Automatic weapons jammed. The Lee Enfield kept working. The British Army officially replaced the number four with the L1A1s in 1957. but officially replaced and actually disappeared are two very different things. Number four, rifles remained in service with reserve units, cadet forces, and various colonial and commonwealth armies for decades afterward.

Some are still in service today with various forces around the world. A rifle designed in the 1890s, refined in the 1940s, still doing the same job in the 21st century. In 1914, a British sergeant named Instructor Snoxall set a record at the School of Musketry at Hyith. 38 rounds fired at a 12-in target at 300 yard in 60 seconds. 38 aimed rounds.

One minute. Every round on target. This record has never been broken. Not by any shooter. Not with any bolt-action rifle. Not in over a hundred years of trying. It was set with a Lee Enfield. The rifle that confused an entire German army. The rifle that served through two world wars and a dozen smaller ones.

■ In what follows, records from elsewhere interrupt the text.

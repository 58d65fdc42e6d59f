/******************************************************************************
 * Copyright ContinuousC. Licensed under the "Elastic License 2.0".           *
 ******************************************************************************/

use std::cmp::Ordering;
use std::fmt::{self, Debug, Display, Formatter};
use std::marker::PhantomData;
use std::ops::{Add, Div, Mul, Neg, Sub};

use super::{fail, resolve_conversion, Inverse, LinearUnitType, UnitType};
use crate::{Conversion, Numeric, NumericKind, Promote, Quantity};
use crate::{Unit, UnitError};

/// A value with its unit in its type, stored as `N`.
///
/// Values of the same dimension convert into each other, exactly
/// where the storage type allows it:
///
/// ```
/// use dimensional::si::{Foot, Inch, Meter};
/// use dimensional::prefix::Kilo;
/// use dimensional::Measure;
///
/// let feet = Measure::<Foot, i32>::new(3);
/// assert_eq!(feet.convert::<Inch>().value(), 36);
///
/// let m = Measure::<Meter>::new(1500.0);
/// assert_eq!(m.convert::<Kilo<Meter>>().value(), 1.5);
/// ```
///
/// Anything else is rejected when the program is compiled:
///
/// ```compile_fail
/// use dimensional::si::{Meter, Second};
/// use dimensional::Measure;
///
/// let _ = Measure::<Meter>::new(1.0).convert::<Second>();
/// ```
///
/// ```compile_fail
/// use dimensional::si::{Foot, Inch};
/// use dimensional::Measure;
///
/// // 1/12 foot per inch does not fit integer storage.
/// let _ = Measure::<Inch, i32>::new(3).convert::<Foot>();
/// ```
///
/// ```compile_fail
/// use dimensional::si::{Meter, Second};
/// use dimensional::Measure;
///
/// let _ = Measure::<Meter>::new(1.0) + Measure::<Second>::new(1.0);
/// ```
///
/// Sums in integer storage need the right operand to convert exactly
/// into the left operand's unit; rebind to a float type otherwise:
///
/// ```compile_fail
/// use dimensional::si::{Foot, Inch};
/// use dimensional::Measure;
///
/// let _ = Measure::<Foot, i32>::new(1) + Measure::<Inch, i32>::new(1);
/// ```
///
/// ```
/// use dimensional::si::{Foot, Inch};
/// use dimensional::Measure;
///
/// let sum = Measure::<Foot, i32>::new(1).rebind::<f64>()
///     + Measure::<Inch, i32>::new(6);
/// assert_eq!(sum.value(), 1.5);
/// let inches = Measure::<Inch, i32>::new(1) + Measure::<Foot, i32>::new(1);
/// assert_eq!(inches.value(), 13);
/// ```
///
/// Malformed units are rejected as soon as a measure is built:
///
/// ```compile_fail
/// use dimensional::si::Meter;
/// use dimensional::typed::{Frac, Scaled};
/// use dimensional::Measure;
///
/// let _ = Measure::<Scaled<Meter, Frac<0, 1>>>::new(1.0);
/// ```
pub struct Measure<U, N = f64> {
    value: N,
    unit: PhantomData<fn() -> U>,
}

/// Statically resolved conversion from `Self`'s unit to `V`.
trait ConvertTo<V> {
    const CONVERSION: Conversion;
}

impl<U: UnitType, V: UnitType, N: Numeric> ConvertTo<V> for Measure<U, N> {
    const CONVERSION: Conversion = {
        let conversion =
            resolve_conversion(Conversion::between(&U::UNIT, &V::UNIT));
        if matches!(N::KIND, NumericKind::Integer) && !conversion.is_exact()
        {
            fail(UnitError::Inexact(conversion.factor()))
        }
        conversion
    };
}

impl<U: UnitType, N: Numeric> Measure<U, N> {
    /* Matching on the unit forces its evaluation, which fails for
    malformed units. */
    const WELL_FORMED: () = match U::UNIT {
        Unit::Linear(_) | Unit::Offset(_) => (),
    };

    const CANONICAL: () = match U::UNIT.is_canonical() {
        true => (),
        false => fail(UnitError::NotCanonical(U::UNIT)),
    };

    pub fn new(value: N) -> Self {
        let () = Self::WELL_FORMED;
        Measure {
            value,
            unit: PhantomData,
        }
    }

    pub fn value(&self) -> N {
        self.value
    }

    pub fn unit(&self) -> Unit {
        U::UNIT
    }

    /// # Panics
    ///
    /// Panics if the converted value overflows integer storage.
    pub fn convert<V: UnitType>(self) -> Measure<V, N> {
        let conversion = <Self as ConvertTo<V>>::CONVERSION;
        Measure::new(conversion.scale(self.value))
    }

    pub fn try_convert<V: UnitType>(self) -> Result<Measure<V, N>, UnitError> {
        let conversion = <Self as ConvertTo<V>>::CONVERSION;
        Ok(Measure::new(conversion.apply(self.value)?))
    }

    /// The same measure in another storage type (`as` semantics).
    pub fn rebind<M: Numeric>(self) -> Measure<U, M> {
        Measure::new(self.value.cast())
    }

    /// The bare number, for canonical SI units only. Anything else has
    /// to be converted explicitly first:
    ///
    /// ```compile_fail
    /// use dimensional::si::Minute;
    /// use dimensional::Measure;
    ///
    /// let _ = Measure::<Minute>::new(5.0).into_number();
    /// ```
    pub fn into_number(self) -> N {
        let () = Self::CANONICAL;
        self.value
    }

    pub fn to_quantity(self) -> Quantity {
        Quantity(self.value.to_scalar(), U::UNIT)
    }
}

impl<U, N: Copy> Clone for Measure<U, N> {
    fn clone(&self) -> Self {
        *self
    }
}

impl<U, N: Copy> Copy for Measure<U, N> {}

impl<U: UnitType, N: Debug> Debug for Measure<U, N> {
    fn fmt(&self, f: &mut Formatter) -> Result<(), fmt::Error> {
        f.debug_tuple("Measure")
            .field(&self.value)
            .field(&U::UNIT)
            .finish()
    }
}

impl<U: UnitType, N: Display> Display for Measure<U, N> {
    fn fmt(&self, f: &mut Formatter) -> Result<(), fmt::Error> {
        write!(f, "{} {}", self.value, U::UNIT)
    }
}

impl<U, N: PartialEq> PartialEq for Measure<U, N> {
    fn eq(&self, other: &Self) -> bool {
        self.value == other.value
    }
}

impl<U, N: PartialOrd> PartialOrd for Measure<U, N> {
    fn partial_cmp(&self, other: &Self) -> Option<Ordering> {
        self.value.partial_cmp(&other.value)
    }
}

/* Operations on measures. Products and quotients need linear units
and compute their unit in the type; sums convert the right operand
into the unit of the left one. */

impl<U, V, N, M> Mul<Measure<V, M>> for Measure<U, N>
where
    U: LinearUnitType,
    V: LinearUnitType,
    N: Promote<M>,
    M: Numeric,
{
    type Output = Measure<(U, V), <N as Promote<M>>::Output>;
    fn mul(self, rhs: Measure<V, M>) -> Self::Output {
        let lhs: <N as Promote<M>>::Output = self.value.cast();
        let rhs: <N as Promote<M>>::Output = rhs.value.cast();
        Measure::new(lhs * rhs)
    }
}

impl<U, V, N, M> Div<Measure<V, M>> for Measure<U, N>
where
    U: LinearUnitType,
    V: LinearUnitType,
    N: Promote<M>,
    M: Numeric,
{
    type Output = Measure<(U, Inverse<V>), <N as Promote<M>>::Output>;
    fn div(self, rhs: Measure<V, M>) -> Self::Output {
        let lhs: <N as Promote<M>>::Output = self.value.cast();
        let rhs: <N as Promote<M>>::Output = rhs.value.cast();
        Measure::new(lhs / rhs)
    }
}

impl<U, V, N, M> Add<Measure<V, M>> for Measure<U, N>
where
    U: LinearUnitType,
    V: LinearUnitType,
    N: Promote<M>,
    M: Numeric,
{
    type Output = Measure<U, <N as Promote<M>>::Output>;
    fn add(self, rhs: Measure<V, M>) -> Self::Output {
        let lhs: <N as Promote<M>>::Output = self.value.cast();
        let rhs: Measure<U, <N as Promote<M>>::Output> =
            rhs.rebind().convert();
        Measure::new(lhs + rhs.value)
    }
}

impl<U, V, N, M> Sub<Measure<V, M>> for Measure<U, N>
where
    U: LinearUnitType,
    V: LinearUnitType,
    N: Promote<M>,
    M: Numeric,
{
    type Output = Measure<U, <N as Promote<M>>::Output>;
    fn sub(self, rhs: Measure<V, M>) -> Self::Output {
        let lhs: <N as Promote<M>>::Output = self.value.cast();
        let rhs: Measure<U, <N as Promote<M>>::Output> =
            rhs.rebind().convert();
        Measure::new(lhs - rhs.value)
    }
}

impl<U, N> Neg for Measure<U, N>
where
    U: UnitType,
    N: Numeric + Neg<Output = N>,
{
    type Output = Measure<U, N>;
    fn neg(self) -> Measure<U, N> {
        Measure::new(-self.value)
    }
}

/* Scalars scale a measure without changing its unit; dividing a
scalar by a measure inverts the unit. */

macro_rules! scalar_ops {
    ($($t:ty),*) => {
        $(
            impl<U: UnitType> Mul<$t> for Measure<U, $t> {
                type Output = Measure<U, $t>;
                fn mul(self, rhs: $t) -> Measure<U, $t> {
                    Measure::new(self.value * rhs)
                }
            }

            impl<U: UnitType> Div<$t> for Measure<U, $t> {
                type Output = Measure<U, $t>;
                fn div(self, rhs: $t) -> Measure<U, $t> {
                    Measure::new(self.value / rhs)
                }
            }

            impl<U: UnitType> Mul<Measure<U, $t>> for $t {
                type Output = Measure<U, $t>;
                fn mul(self, rhs: Measure<U, $t>) -> Measure<U, $t> {
                    Measure::new(self * rhs.value)
                }
            }

            impl<U: LinearUnitType> Div<Measure<U, $t>> for $t {
                type Output = Measure<Inverse<U>, $t>;
                fn div(self, rhs: Measure<U, $t>) -> Measure<Inverse<U>, $t> {
                    Measure::new(self / rhs.value)
                }
            }

            impl<U: UnitType> From<Measure<U, $t>> for $t {
                fn from(measure: Measure<U, $t>) -> $t {
                    measure.into_number()
                }
            }
        )*
    };
}

scalar_ops!(i32, i64, u32, u64, f32, f64);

The rifle that refused to retire when everything more modern came along to replace it. 38 rounds in 60 seconds with a boltaction rifle. 110 years later, nobody has come close. The Lee Enfield number four is a story about what happens when good design meets serious training. The rifle itself was exceptional. The bolt action that Lee designed was genuinely faster than anything else available.

The 10 round magazine gave British soldiers twice the firepower of their German counterparts. The aperture sight made accurate shooting at distance easier than the open sights on competing rifles. But the rifle alone didn’t confuse the Germans at Mons. The rifle combined with soldiers who had spent years learning to use it at its absolute limit.

That was what created the mad minute. That was what made German officers write reports about hidden machine guns that didn’t exist. The Lee Enfield number four is not the most famous rifle in history. It’s not the most glamorous. It doesn’t have the mythology of the AK-47 or the cultural presence of the M16. What it has is a record that has stood for over a hundred years and a reputation earned in the mud of France, the cold of Korea, and the jungle of Malaya.

38 rounds, 60 seconds, no machine gun required. If you enjoyed this, check out our video on the Dial Carbine, the British sniper weapon so quiet that enemies didn’t know they were being shot at until it was too late. link is up there. Subscribe if you haven’t already. See you next time.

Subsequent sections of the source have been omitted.